Евгений Викторович не жил здесь уже десять лет, с момента постройки нашего кооперативного дома, и бывал нечасто, в особенности после смерти отца. Каждый раз улочка с причудливыми «немецкими» домами казалась ему игрушечной, и каждый раз он отмечал пропажу чего-нибудь из детства: там заделали дыру в подвал, где они с братом любили прятаться во время мальчишечьих игр, здесь спилили старый тополь, в ветвях которого сиживал он мальчишкой, рассматривая окрестности и слегка задыхаясь от гордости и опасности; нет уже и деревянного дома с мезонином, хозяин которого, по слухам, имел бумагу от самого Ленина, чтобы дом не сносить.
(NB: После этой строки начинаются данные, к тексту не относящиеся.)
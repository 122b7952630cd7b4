// SPDX-License-Identifier: AGPL-3.0-or-later
// SPDX-FileCopyrightText: 2025 Jonathan D.A. Jewell
//! Graph command - exports a dependency graph to various formats

use super::Global;
use crate::graph::DependencyGraph;
use crate::types::EntryKind;
use anyhow::{Context, Result};
use std::fs;
use std::io::Write;
use std::path::PathBuf;
use tracing::info;

/// Supported export formats
#[derive(Debug, Clone, Copy, PartialEq, Eq)]
pub enum ExportFormat {
    /// Graphviz DOT format
    Dot,
    /// JSON format
    Json,
}

impl std::str::FromStr for ExportFormat {
    type Err = String;

    fn from_str(s: &str) -> Result<Self, Self::Err> {
        match s.to_lowercase().as_str() {
            "dot" | "graphviz" => Ok(Self::Dot),
            "json" => Ok(Self::Json),
            other => Err(format!("Unknown export format: {other}. Supported: dot, json")),
        }
    }
}

/// Run the graph command
pub fn run(
    global: &Global,
    kind: EntryKind,
    format: ExportFormat,
    output: Option<PathBuf>,
) -> Result<()> {
    info!("Exporting {} graph as {:?}", kind, format);

    let settings = global.settings(None)?;
    let entries = settings.entries(kind);
    if entries.is_empty() {
        eprintln!("Warning: no {} defined in the manifest.", kind.plural());
    }

    let graph = DependencyGraph::from_entries(entries);
    let content = match format {
        ExportFormat::Dot => graph.to_dot(),
        ExportFormat::Json => graph.to_json()?,
    };

    match output {
        Some(path) => {
            fs::write(&path, &content)
                .with_context(|| format!("Failed to write to {}", path.display()))?;
            println!("Exported to {}", path.display());
        }
        None => {
            let mut stdout = std::io::stdout().lock();
            stdout.write_all(content.as_bytes())?;
            if !content.ends_with('\n') {
                stdout.write_all(b"\n")?;
            }
        }
    }

    Ok(())
}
Все равно снесли, а взамен ничего не построили, остались лишь обросшие мхом камни фундамента.

Проходя мимо них, Демилле вспомнил Ивана Игнатьевича, хозяина дома, бывшего конармейца, – тот еще был жив после войны; вспомнил пыльную теплую комнатку в мезонине, куда Иван Игнатьевич пускал его мастерить. Маленький Женя клеил в мезонине дом из спичек – тщательное фантастическое сооружение, – а хозяин поднимался, кряхтя, по крутым ступенькам, сидел в углу, дымил папиросой. Это происходило только летом, в каникулы. Вероятно, потому, что зимой мезонин не отапливался, и спичечный дом дожидался своего строителя долгими снежными месяцами.

Где он, спичечный дом? Где дом с мезонином?.. Ушли в небытие.

Демилле взошел на высокое, с перилами, крыльцо материнского дома, отворил дверь с тугою пружиной и, подталкиваемый ею, скользнул в подъезд. Там было темно. Он поднялся на второй этаж и тихо постучал в одну из дверей родительской квартиры (вторая давно была заколочена).

И сразу же на стук отозвался изнутри легкий шорох, будто его ждали, и голос матери тревожно спросил:

– Кто здесь?

– Мама, это я… Женя… – сказал Демилле хрипло.

Мать тихо охнула за дверью, звякнула дверная цепочка, щелкнул замок. Дверь отворилась, и Евгений Викторович увидел мать в халате поверх ночной рубашки. Седые волосы были всклокочены, мать глядела на сына снизу вверх широко раскрытыми от волнения глазами. Он сделал шаг ей навстречу и поспешно проговорил, обнимая:

– Не волнуйся, не волнуйся… Все в порядке!

– Жеша, что случилось? – спросила она, отступая.

– Ключ от дома забыл… Не хотел будить, задержался… – скороговоркой врал Евгений Викторович, пряча глаза и стягивая плащ.

Связка ключей, как нарочно, зазвенела в кармане, но мать не расслышала, поверила.

– Жеша, ну когда это кончится?! – шепотом, с горестной интонацией начала она. – Ириша волнуется, Егорушка плачет… Когда ты перебесишься, сорок лет уже… – а сама подталкивала его в кухню, к теплу, к еде.

– Ничего, ничего… – по привычке шептал Демилле и по привычке шел в кухню, к еде, к теплу.

– Я всю ночь не спала, как знала… Который час-то теперь? – уже успокоившись, шептала Анастасия Федоровна – бабушка Анастасия, как звали ее дети и внуки уже добрых десять лет.